* **Description of the task**
In the entries that follow, copy exactly each line from the first through the line with "async fn find_one(&self, options: &FindOptions<T::Field>)".

* **Available records**
BEGIN

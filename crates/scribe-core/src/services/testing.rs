//! In-memory repository fake for service tests.

use std::sync::{Arc, Mutex};

use async_trait::async_trait;
use chrono::Utc;

use crate::domain::{Blog, BlogPost, Role, User};
use crate::error::RepoError;
use crate::ports::BaseRepository;
use crate::query::{self, FindOptions, Predicate, Record};

type Hydrate<T> = Arc<dyn Fn(&mut T) + Send + Sync>;

pub struct FakeRepo<T: Record> {
    rows: Arc<Mutex<Vec<T>>>,
    hydrate: Option<Hydrate<T>>,
}

impl<T: Record> Clone for FakeRepo<T> {
    fn clone(&self) -> Self {
        Self {
            rows: Arc::clone(&self.rows),
            hydrate: self.hydrate.clone(),
        }
    }
}

impl<T: Record> FakeRepo<T> {
    pub fn new() -> Self {
        Self {
            rows: Arc::new(Mutex::new(Vec::new())),
            hydrate: None,
        }
    }

    pub fn seed(&self, entity: T) -> T {
        self.rows.lock().unwrap().push(entity.clone());
        entity
    }

    pub fn raw(&self, id: uuid::Uuid) -> Option<T> {
        self.rows.lock().unwrap().iter().find(|r| r.id() == id).cloned()
    }
}

impl FakeRepo<BlogPost> {
    pub fn posts(blogs: &FakeRepo<Blog>) -> Self {
        let blogs = blogs.clone();
        Self {
            rows: Arc::new(Mutex::new(Vec::new())),
            hydrate: Some(Arc::new(move |post: &mut BlogPost| {
                post.blog = blogs.raw(post.blog_id);
            })),
        }
    }
}

#[async_trait]
impl<T: Record> BaseRepository<T> for FakeRepo<T> {
    async fn insert(&self, entity: T) -> Result<T, RepoError> {
        Ok(self.seed(entity))
    }

    async fn find_one(&self, options: &FindOptions<T::Field>) -> Result<Option<T>, RepoError> {
        let (rows, _) = self.find_and_count(options).await?;
        Ok(rows.into_iter().next())
    }

    async fn find_and_count(
        &self,
        options: &FindOptions<T::Field>,
    ) -> Result<(Vec<T>, u64), RepoError> {
        let rows = self.rows.lock().unwrap().clone();
        let (mut page, total) = query::apply(rows, options);
        if let (true, Some(hydrate)) = (options.relations, &self.hydrate) {
            page.iter_mut().for_each(|r| hydrate(r));
        }
        Ok((page, total))
    }

    async fn update(&self, entity: T) -> Result<T, RepoError> {
        let mut rows = self.rows.lock().unwrap();
        let slot = rows
            .iter_mut()
            .find(|r| r.id() == entity.id())
            .ok_or(RepoError::NotFound)?;
        *slot = entity.clone();
        Ok(entity)
    }

    async fn soft_delete(&self, filter: &[Predicate<T::Field>]) -> Result<u64, RepoError> {
        let mut rows = self.rows.lock().unwrap();
        let mut affected = 0;
        for row in rows.iter_mut().filter(|r| query::matches_all(&**r, filter, false)) {
            row.set_deleted_at(Some(Utc::now()));
            affected += 1;
        }
        Ok(affected)
    }

    async fn hard_delete(&self, filter: &[Predicate<T::Field>]) -> Result<u64, RepoError> {
        let mut rows = self.rows.lock().unwrap();
        let before = rows.len();
        rows.retain(|r| !query::matches_all(r, filter, true));
        Ok((before - rows.len()) as u64)
    }
}

pub fn user(role: Role) -> User {
    let id = uuid::Uuid::new_v4();
    User::new(format!("{}@example.com", id.simple()), "Someone".to_string(), role)
}
use std::sync::Arc;

use uuid::Uuid;

use crate::domain::{Blog, BlogPost, BlogPostField, User, normalize_tags};
use crate::error::DomainError;
use crate::ports::BlogPostRepository;
use crate::query::{FindOptions, Predicate, by_id};
use crate::services::listing::{FilteringPaginationSorting, ListResponse, non_empty};
use crate::services::{BaseService, BlogService};

#[derive(Debug, Clone)]
pub struct CreateBlogPostRequest {
    pub blog_id: Uuid,
    pub title: String,
    pub body: String,
    pub is_publish: bool,
    pub tags: Vec<String>,
}

/// Partial update; `None` leaves the stored value untouched.
#[derive(Debug, Clone, Default)]
pub struct UpdateBlogPostRequest {
    pub id: Uuid,
    pub title: Option<String>,
    pub body: Option<String>,
    pub is_publish: Option<bool>,
    pub tags: Option<Vec<String>>,
}

#[derive(Debug, Clone, Default, PartialEq)]
pub struct BlogPostFilter {
    pub id: Option<Uuid>,
    pub is_publish: Option<bool>,
    /// Case-insensitive substring of the title.
    pub title: Option<String>,
    /// Posts carrying this tag.
    pub tag: Option<String>,
}

pub type BlogPostQuery = FilteringPaginationSorting<BlogPostFilter, BlogPostField>;
pub type BlogPostsResponse = ListResponse<BlogPost, BlogPostFilter, BlogPostField>;

#[derive(Clone)]
pub struct BlogPostService {
    posts: BaseService<BlogPost>,
    blogs: BlogService,
}

impl BlogPostService {
    pub fn new(posts: Arc<BlogPostRepository>, blogs: BlogService) -> Self {
        Self {
            posts: BaseService::new(posts),
            blogs,
        }
    }

    pub async fn create_post(&self, request: CreateBlogPostRequest) -> Result<BlogPost, DomainError> {
        if request.title.trim().is_empty() {
            return Err(DomainError::Validation("Post title must not be empty".to_string()));
        }
        let blog = self.blogs.get_blog(request.blog_id).await?;

        let mut post = self
            .posts
            .create(BlogPost::new(
                blog.id,
                request.title,
                request.body,
                request.is_publish,
                request.tags,
            ))
            .await?;
        tracing::info!(post_id = %post.id, blog_id = %blog.id, "Blog post created");

        post.blog = Some(blog);
        Ok(post)
    }

    /// Merge `request` into the stored post. Allowed for the blog's author
    /// and for moderators. Returns the post as re-read after the write.
    pub async fn update_post(
        &self,
        user: &User,
        request: UpdateBlogPostRequest,
    ) -> Result<BlogPost, DomainError> {
        let options = by_id::<BlogPost>(request.id).with_relations();
        let mut post = self.posts.find_one_or_fail(&options).await?;

        if !user.may_modify(owner_of(&post)?) {
            tracing::warn!(post_id = %post.id, user_id = %user.id, "Post update refused");
            return Err(DomainError::Forbidden(
                "You can only update your own blog posts.".to_string(),
            ));
        }

        if let Some(title) = request.title {
            if title.trim().is_empty() {
                return Err(DomainError::Validation("Post title must not be empty".to_string()));
            }
            post.title = title;
        }
        if let Some(body) = request.body {
            post.body = body;
        }
        if let Some(is_publish) = request.is_publish {
            post.is_publish = is_publish;
        }
        if let Some(tags) = request.tags {
            post.tags = normalize_tags(tags);
        }

        let id = post.id;
        self.posts.update(post).await?;
        self.get_post(id).await
    }

    pub async fn get_post(&self, id: Uuid) -> Result<BlogPost, DomainError> {
        self.posts
            .find_one_or_fail(&by_id::<BlogPost>(id).with_relations())
            .await
    }

    pub async fn get_posts(&self, request: BlogPostQuery) -> Result<BlogPostsResponse, DomainError> {
        let options = request.paged(Self::filter_options(request.filter.as_ref()).with_relations());
        tracing::debug!(filter = %options.describe(), skip = ?options.skip, take = ?options.take, "Listing blog posts");

        let (results, total) = self.posts.find_and_count(&options).await?;

        Ok(BlogPostsResponse {
            results,
            total,
            options: request,
        })
    }

    /// Permanently delete a post. A missing post yields `false`.
    pub async fn delete_post(&self, user: &User, id: Uuid) -> Result<bool, DomainError> {
        let options = by_id::<BlogPost>(id).with_relations();
        let Some(post) = self.posts.find_one(&options).await? else {
            return Ok(false);
        };

        if !user.may_modify(owner_of(&post)?) {
            tracing::warn!(post_id = %id, user_id = %user.id, "Post delete refused");
            return Err(DomainError::Forbidden(
                "You can only delete your own blog posts.".to_string(),
            ));
        }

        let affected = self.posts.hard_delete(&options.filter).await?;
        tracing::info!(post_id = %id, user_id = %user.id, "Blog post deleted");
        Ok(affected > 0)
    }

    pub async fn get_main_blog(&self, id: Uuid) -> Result<Blog, DomainError> {
        self.blogs.get_blog(id).await
    }

    fn filter_options(filter: Option<&BlogPostFilter>) -> FindOptions<BlogPostField> {
        let Some(filter) = filter else {
            return FindOptions::new();
        };
        FindOptions::new()
            .and_maybe(filter.id.map(|id| Predicate::Eq(BlogPostField::Id, id.into())))
            .and_maybe(
                filter
                    .is_publish
                    .map(|p| Predicate::Eq(BlogPostField::IsPublish, p.into())),
            )
            .and_maybe(non_empty(&filter.title).map(|t| Predicate::ILike(BlogPostField::Title, t)))
            .and_maybe(non_empty(&filter.tag).map(|t| Predicate::Has(BlogPostField::Tags, t)))
    }
}

/// Author of the post's blog. Requires the blog relation to be loaded.
fn owner_of(post: &BlogPost) -> Result<Uuid, DomainError> {
    post.author_id().ok_or_else(|| {
        DomainError::Internal(format!("blog post {} loaded without its blog", post.id))
    })
}
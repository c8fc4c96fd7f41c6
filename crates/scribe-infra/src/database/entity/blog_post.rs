//! Blog post entity for SeaORM.

use sea_orm::Set;
use sea_orm::entity::prelude::*;

use scribe_core::domain::BlogPost;

#[derive(Clone, Debug, PartialEq, Eq, DeriveEntityModel)]
#[sea_orm(table_name = "blog_posts")]
pub struct Model {
    #[sea_orm(primary_key, auto_increment = false)]
    pub id: Uuid,
    pub blog_id: Uuid,
    pub title: String,
    #[sea_orm(column_type = "Text")]
    pub body: String,
    pub is_publish: bool,
    pub tags: Vec<String>,
    pub created_at: DateTimeWithTimeZone,
    pub updated_at: DateTimeWithTimeZone,
    pub deleted_at: Option<DateTimeWithTimeZone>,
}

#[derive(Copy, Clone, Debug, EnumIter, DeriveRelation)]
pub enum Relation {
    #[sea_orm(
        belongs_to = "super::blog::Entity",
        from = "Column::BlogId",
        to = "super::blog::Column::Id",
        on_update = "Cascade",
        on_delete = "Cascade"
    )]
    Blog,
}

impl Related<super::blog::Entity> for Entity {
    fn to() -> RelationDef {
        Relation::Blog.def()
    }
}

impl ActiveModelBehavior for ActiveModel {}

/// Conversion from SeaORM Model to Domain BlogPost. The blog relation is
/// attached separately.
impl From<Model> for BlogPost {
    fn from(model: Model) -> Self {
        Self {
            id: model.id,
            blog_id: model.blog_id,
            title: model.title,
            body: model.body,
            is_publish: model.is_publish,
            tags: model.tags,
            blog: None,
            created_at: model.created_at.into(),
            updated_at: model.updated_at.into(),
            deleted_at: model.deleted_at.map(Into::into),
        }
    }
}

/// Conversion from Domain BlogPost to SeaORM ActiveModel.
impl From<BlogPost> for ActiveModel {
    fn from(post: BlogPost) -> Self {
        Self {
            id: Set(post.id),
            blog_id: Set(post.blog_id),
            title: Set(post.title),
            body: Set(post.body),
            is_publish: Set(post.is_publish),
            tags: Set(post.tags),
            created_at: Set(post.created_at.into()),
            updated_at: Set(post.updated_at.into()),
            deleted_at: Set(post.deleted_at.map(Into::into)),
        }
    }
}
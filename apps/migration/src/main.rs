//! Migration CLI tool.

use sea_orm_migration::prelude::*;

#[tokio::main]
async fn main() {
    dotenvy::dotenv().ok();

    tracing_subscriber::fmt()
        .with_env_filter("info")
        .init();

    tracing::info!("Running scribe migrations");
    cli::run_cli(migration::Migrator).await;
}
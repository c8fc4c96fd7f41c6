//! GraphQL schema: the single public API surface for blogs and posts.

mod blog;
mod blog_post;
pub mod gate;
mod loaders;
mod types;
mod user;

use async_graphql::dataloader::DataLoader;
use async_graphql::{EmptySubscription, MergedObject, Schema};

use crate::state::AppState;

pub use loaders::AuthorLoader;

#[derive(MergedObject, Default)]
pub struct QueryRoot(blog::BlogQueries, blog_post::BlogPostQueries, user::UserQueries);

#[derive(MergedObject, Default)]
pub struct MutationRoot(
    blog::BlogMutations,
    blog_post::BlogPostMutations,
    user::UserMutations,
);

pub type ScribeSchema = Schema<QueryRoot, MutationRoot, EmptySubscription>;

/// Build the schema with the services every resolver reads from context.
pub fn build_schema(state: &AppState) -> ScribeSchema {
    Schema::build(QueryRoot::default(), MutationRoot::default(), EmptySubscription)
        .data(state.users.clone())
        .data(state.blogs.clone())
        .data(state.posts.clone())
        .data(DataLoader::new(
            AuthorLoader::new(state.users.clone()),
            tokio::spawn,
        ))
        .finish()
}
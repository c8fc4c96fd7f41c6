use sea_orm_migration::prelude::*;

#[derive(DeriveMigrationName)]
pub struct Migration;

#[async_trait::async_trait]
impl MigrationTrait for Migration {
    async fn up(&self, manager: &SchemaManager) -> Result<(), DbErr> {
        manager
            .create_table(
                Table::create()
                    .table(Users::Table)
                    .if_not_exists()
                    .col(ColumnDef::new(Users::Id).uuid().not_null().primary_key())
                    .col(ColumnDef::new(Users::Email).string().not_null().unique_key())
                    .col(ColumnDef::new(Users::Name).string().not_null())
                    .col(
                        ColumnDef::new(Users::Role)
                            .text()
                            .not_null()
                            .default("regular"),
                    )
                    .col(timestamp(Users::CreatedAt))
                    .col(timestamp(Users::UpdatedAt))
                    .col(ColumnDef::new(Users::DeletedAt).timestamp_with_time_zone().null())
                    .to_owned(),
            )
            .await?;

        manager.create_table(blogs_table()).await?;

        manager.create_table(blog_posts_table()).await?;

        manager
            .create_index(
                Index::create()
                    .name("idx_blogs_author_id")
                    .table(Blogs::Table)
                    .col(Blogs::AuthorId)
                    .to_owned(),
            )
            .await?;

        manager
            .create_index(
                Index::create()
                    .name("idx_blog_posts_blog_id")
                    .table(BlogPosts::Table)
                    .col(BlogPosts::BlogId)
                    .to_owned(),
            )
            .await
    }

    async fn down(&self, manager: &SchemaManager) -> Result<(), DbErr> {
        manager
            .drop_table(Table::drop().table(BlogPosts::Table).to_owned())
            .await?;
        manager
            .drop_table(Table::drop().table(Blogs::Table).to_owned())
            .await?;
        manager
            .drop_table(Table::drop().table(Users::Table).to_owned())
            .await
    }
}

/// A user who still owns blogs cannot be hard-deleted.
fn blogs_table() -> TableCreateStatement {
    Table::create()
        .table(Blogs::Table)
        .if_not_exists()
        .col(ColumnDef::new(Blogs::Id).uuid().not_null().primary_key())
        .col(ColumnDef::new(Blogs::AuthorId).uuid().not_null())
        .col(ColumnDef::new(Blogs::Title).string().not_null())
        .col(ColumnDef::new(Blogs::Description).text().null())
        .col(timestamp(Blogs::CreatedAt))
        .col(timestamp(Blogs::UpdatedAt))
        .col(ColumnDef::new(Blogs::DeletedAt).timestamp_with_time_zone().null())
        .foreign_key(
            ForeignKey::create()
                .name("fk_blogs_author")
                .from(Blogs::Table, Blogs::AuthorId)
                .to(Users::Table, Users::Id)
                .on_update(ForeignKeyAction::Cascade)
                .on_delete(ForeignKeyAction::Restrict),
        )
        .to_owned()
}

fn blog_posts_table() -> TableCreateStatement {
    Table::create()
        .table(BlogPosts::Table)
        .if_not_exists()
        .col(ColumnDef::new(BlogPosts::Id).uuid().not_null().primary_key())
        .col(ColumnDef::new(BlogPosts::BlogId).uuid().not_null())
        .col(ColumnDef::new(BlogPosts::Title).string().not_null())
        .col(ColumnDef::new(BlogPosts::Body).text().not_null())
        .col(
            ColumnDef::new(BlogPosts::IsPublish)
                .boolean()
                .not_null()
                .default(false),
        )
        .col(
            ColumnDef::new(BlogPosts::Tags)
                .array(ColumnType::Text)
                .not_null()
                .default(Expr::cust("'{}'")),
        )
        .col(timestamp(BlogPosts::CreatedAt))
        .col(timestamp(BlogPosts::UpdatedAt))
        .col(
            ColumnDef::new(BlogPosts::DeletedAt)
                .timestamp_with_time_zone()
                .null(),
        )
        .foreign_key(
            ForeignKey::create()
                .name("fk_blog_posts_blog")
                .from(BlogPosts::Table, BlogPosts::BlogId)
                .to(Blogs::Table, Blogs::Id)
                .on_update(ForeignKeyAction::Cascade)
                .on_delete(ForeignKeyAction::Cascade),
        )
        .to_owned()
}

fn timestamp<T: IntoIden>(column: T) -> ColumnDef {
    ColumnDef::new(column)
        .timestamp_with_time_zone()
        .not_null()
        .default(Expr::current_timestamp())
        .to_owned()
}

#[derive(DeriveIden)]
enum Users {
    Table,
    Id,
    Email,
    Name,
    Role,
    CreatedAt,
    UpdatedAt,
    DeletedAt,
}

#[derive(DeriveIden)]
enum Blogs {
    Table,
    Id,
    AuthorId,
    Title,
    Description,
    CreatedAt,
    UpdatedAt,
    DeletedAt,
}

#[derive(DeriveIden)]
enum BlogPosts {
    Table,
    Id,
    BlogId,
    Title,
    Body,
    IsPublish,
    Tags,
    CreatedAt,
    UpdatedAt,
    DeletedAt,
}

END

* **Your solution**
filename crates/scribe-core/src/services/testing.rs
//! In-memory repository fake for service tests.

use std::sync::{Arc, Mutex};

use async_trait::async_trait;
use chrono::Utc;

use crate::domain::{Blog, BlogPost, Role, User};
use crate::error::RepoError;
use crate::ports::BaseRepository;
use crate::query::{self, FindOptions, Predicate, Record};

type Hydrate<T> = Arc<dyn Fn(&mut T) + Send + Sync>;

pub struct FakeRepo<T: Record> {
    rows: Arc<Mutex<Vec<T>>>,
    hydrate: Option<Hydrate<T>>,
}

impl<T: Record> Clone for FakeRepo<T> {
    fn clone(&self) -> Self {
        Self {
            rows: Arc::clone(&self.rows),
            hydrate: self.hydrate.clone(),
        }
    }
}

impl<T: Record> FakeRepo<T> {
    pub fn new() -> Self {
        Self {
            rows: Arc::new(Mutex::new(Vec::new())),
            hydrate: None,
        }
    }

    pub fn seed(&self, entity: T) -> T {
        self.rows.lock().unwrap().push(entity.clone());
        entity
    }

    pub fn raw(&self, id: uuid::Uuid) -> Option<T> {
        self.rows.lock().unwrap().iter().find(|r| r.id() == id).cloned()
    }
}

impl FakeRepo<BlogPost> {
    pub fn posts(blogs: &FakeRepo<Blog>) -> Self {
        let blogs = blogs.clone();
        Self {
            rows: Arc::new(Mutex::new(Vec::new())),
            hydrate: Some(Arc::new(move |post: &mut BlogPost| {
                post.blog = blogs.raw(post.blog_id);
            })),
        }
    }
}

#[async_trait]
impl<T: Record> BaseRepository<T> for FakeRepo<T> {
    async fn insert(&self, entity: T) -> Result<T, RepoError> {
        Ok(self.seed(entity))
    }

    async fn find_one(&self, options: &FindOptions<T::Field>) -> Result<Option<T>, RepoError> {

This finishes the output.